14.9.04

Escolaridade obrigatória

Quando me iniciei nesta profissão, ainda no Brasil, receei que a falta de formação específica fosse ser para mim uma desvantagem competitiva. Não foi o caso. Nunca senti que os meus colegas que tinham estudado publicidade ou marketing tivessem algum conhecimento essencial que me faltasse. O que não diz nada de especialmente bom a meu respeito; apenas significa que as escolas em que os outros andaram não estavam a cumprir o seu papel.

Cheguei a pensar que o problema era do ensino brasileiro. Mas em Portugal a situação que encontrei era semelhante, senão pior. E, passados muitos anos desde que ando por aqui, não me parece que tenha melhorado muito.

Sempre que avalio candidaturas a emprego ou estágio de gente acabadinha de sair das mais renomadas faculdades de comunicação, marketing ou design, fico impressionado com a ignorância que revelam sobre o mercado em que pretendem entrar, o funcionamento de uma agência, o bê-á-bá do que se propõem fazer. O que sempre me ocorre nessas entrevistas é que felizmente não se formaram em medicina.

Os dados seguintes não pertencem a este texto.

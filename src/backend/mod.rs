//! Hosted backend collaborators
//!
//! The backend is opaque: a row service with filtered/ordered/limited reads
//! and single-row writes, and an auth service that owns the session.

pub mod memory;
pub mod rest;

use crate::error::Result;
use async_trait::async_trait;
use chrono::{DateTime, Utc};
use serde::{Deserialize, Serialize};
use serde_json::Value;
use std::fmt;

pub use memory::{MemoryAuthService, MemoryRowService};
pub use rest::RestRowService;

/// Comparison applied by a row filter
#[derive(Debug, Clone, Copy, PartialEq, Eq, Serialize, Deserialize)]
pub enum FilterOp {
    Eq,
    Neq,
    Gte,
    Lte,
}

impl FilterOp {
    /// Operator name in PostgREST query syntax
    pub fn as_str(&self) -> &'static str {
        match self {
            FilterOp::Eq => "eq",
            FilterOp::Neq => "neq",
            FilterOp::Gte => "gte",
            FilterOp::Lte => "lte",
        }
    }
}

/// `column <op> value`
#[derive(Debug, Clone, PartialEq, Eq, Serialize, Deserialize)]
pub struct Filter {
    pub column: String,
    pub op: FilterOp,
    pub value: String,
}

impl Filter {
    pub fn new(column: impl Into<String>, op: FilterOp, value: impl fmt::Display) -> Self {
        Self {
            column: column.into(),
            op,
            value: value.to_string(),
        }
    }
}

/// Sort order of a read
#[derive(Debug, Clone, PartialEq, Eq, Serialize, Deserialize)]
pub struct Order {
    pub column: String,
    pub descending: bool,
}

/// A read against one table
#[derive(Debug, Clone, PartialEq, Eq, Serialize, Deserialize)]
pub struct RowQuery {
    pub table: String,
    pub filters: Vec<Filter>,
    pub order: Option<Order>,
    pub limit: Option<usize>,
}

impl RowQuery {
    pub fn table(table: impl Into<String>) -> Self {
        Self {
            table: table.into(),
            filters: Vec::new(),
            order: None,
            limit: None,
        }
    }

    pub fn filter(
        mut self,
        column: impl Into<String>,
        op: FilterOp,
        value: impl fmt::Display,
    ) -> Self {
        self.filters.push(Filter::new(column, op, value));
        self
    }

    pub fn eq(self, column: impl Into<String>, value: impl fmt::Display) -> Self {
        self.filter(column, FilterOp::Eq, value)
    }

    pub fn gte(self, column: impl Into<String>, value: impl fmt::Display) -> Self {
        self.filter(column, FilterOp::Gte, value)
    }

    pub fn order_by(mut self, column: impl Into<String>, descending: bool) -> Self {
        self.order = Some(Order {
            column: column.into(),
            descending,
        });
        self
    }

    pub fn limit(mut self, limit: usize) -> Self {
        self.limit = Some(limit);
        self
    }
}

/// Row data service
#[async_trait]
pub trait RowService: Send + Sync {
    /// Rows matching `query`
    async fn select(&self, query: &RowQuery) -> Result<Vec<Value>>;

    /// Insert one row; returns the stored row
    async fn insert(&self, table: &str, row: Value) -> Result<Value>;

    /// Apply `changes` to every row matching `filters`; returns the updated rows
    async fn update(&self, table: &str, filters: &[Filter], changes: Value) -> Result<Vec<Value>>;

    /// Authorize later calls as the signed-in user; `None` falls back to the anonymous key
    fn set_access_token(&self, _token: Option<String>) {}
}

/// Signed-in session
#[derive(Debug, Clone, PartialEq, Eq, Serialize, Deserialize)]
pub struct Session {
    pub user_id: String,
    pub access_token: String,
    #[serde(default)]
    pub expires_at: Option<DateTime<Utc>>,
}

impl Session {
    pub fn is_expired(&self) -> bool {
        self.expires_at.is_some_and(|at| at <= Utc::now())
    }
}

/// Auth state transitions reported by the auth service
#[derive(Debug, Clone, Copy, PartialEq, Eq, Serialize, Deserialize)]
pub enum AuthEvent {
    InitialSession,
    SignedIn,
    SignedOut,
    TokenRefreshed,
}

/// Listener registered with `on_auth_state_change`
pub type AuthCallback = Box<dyn Fn(AuthEvent, Option<Session>) + Send + Sync>;

/// Unsubscribe handle; dropping it unsubscribes
pub struct AuthSubscription {
    unsubscribe: Option<Box<dyn FnOnce() + Send + Sync>>,
}

impl AuthSubscription {
    pub fn new(unsubscribe: impl FnOnce() + Send + Sync + 'static) -> Self {
        Self {
            unsubscribe: Some(Box::new(unsubscribe)),
        }
    }

    pub fn unsubscribe(mut self) {
        if let Some(f) = self.unsubscribe.take() {
            f();
        }
    }
}

impl Drop for AuthSubscription {
    fn drop(&mut self) {
        if let Some(f) = self.unsubscribe.take() {
            f();
        }
    }
}

/// Authentication/session service
#[async_trait]
pub trait AuthService: Send + Sync {
    /// Current session, if signed in
    async fn get_session(&self) -> Result<Option<Session>>;

    /// Register a listener for auth state changes
    fn on_auth_state_change(&self, callback: AuthCallback) -> AuthSubscription;
}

Não é que entre os recém-diplomados não haja quem tenha sabido aproveitar o tempo gasto na escola. Nos melhores casos adquiriram hábitos de trabalho e pesquisa, organização mental, alguma cultura geral. Mas face ao investimento que um curso superior representa, quer para o aluno e a sua família, quer para a sociedade, é um retorno bastante magro.

Estudantes teoricamente habilitados a trabalhar como publicitários andaram anos a cursar cadeiras como "Criatividade Publicitária III" e nunca leram nenhum livro sobre o assunto. Saem da faculdade tão desinformados sobre a estrutura de uma agência que tanto lhes faz trabalhar como executivos de conta, redactores ou directores de arte. Parece-lhes que é mais ou menos a mesma coisa.

Se as escolas não cumprem o seu papel, ele terá inevitavelmente que ser desempenhado pelas agências. O que é cada vez mais complicado: com pouca folga financeira, as agências não têm os meios ou o desejo de investir a sério em formação. Além disso, como mesmo os seus quadros mais experientes sofrem de idênticas deficiências de base, nem sequer há lá muita gente capaz de ensinar os mais novos.

É provável que as Etics, Restarts e outras escolas do género, mais plugadas nas necessidades do mercado profissional, venham trazer alguma melhora a este cenário. São cursos mais rápidos, mais específicos, e certamente benéficos. O que não elimina a obrigação urgente das faculdades de comunicação e publicidade de reverem a sua estrutura e currículos. Se não o fizerem, continuarão simplesmente a vender gato por lebre.

1 comentário:

Rosa Cueca disse...

O problema está nas faculdades, que não investem numa formação mais prática e nos alunos que não têm apetência para a profissão (qualidades como a curiosidade, a vontade de trabalhar, o esforço, a persistência ...). Esta "mistela" dá algo imprevisível e maioritariamente defeituoso. Contudo não se pode esperar com grande espectativa o trabalho de um recém-licenciado, basicamente ele pode ser até bastante criativo, mas falta-lhe o savoir faire e as "armas" para lutar neste mercado, servindo-o e chegar à grande massa.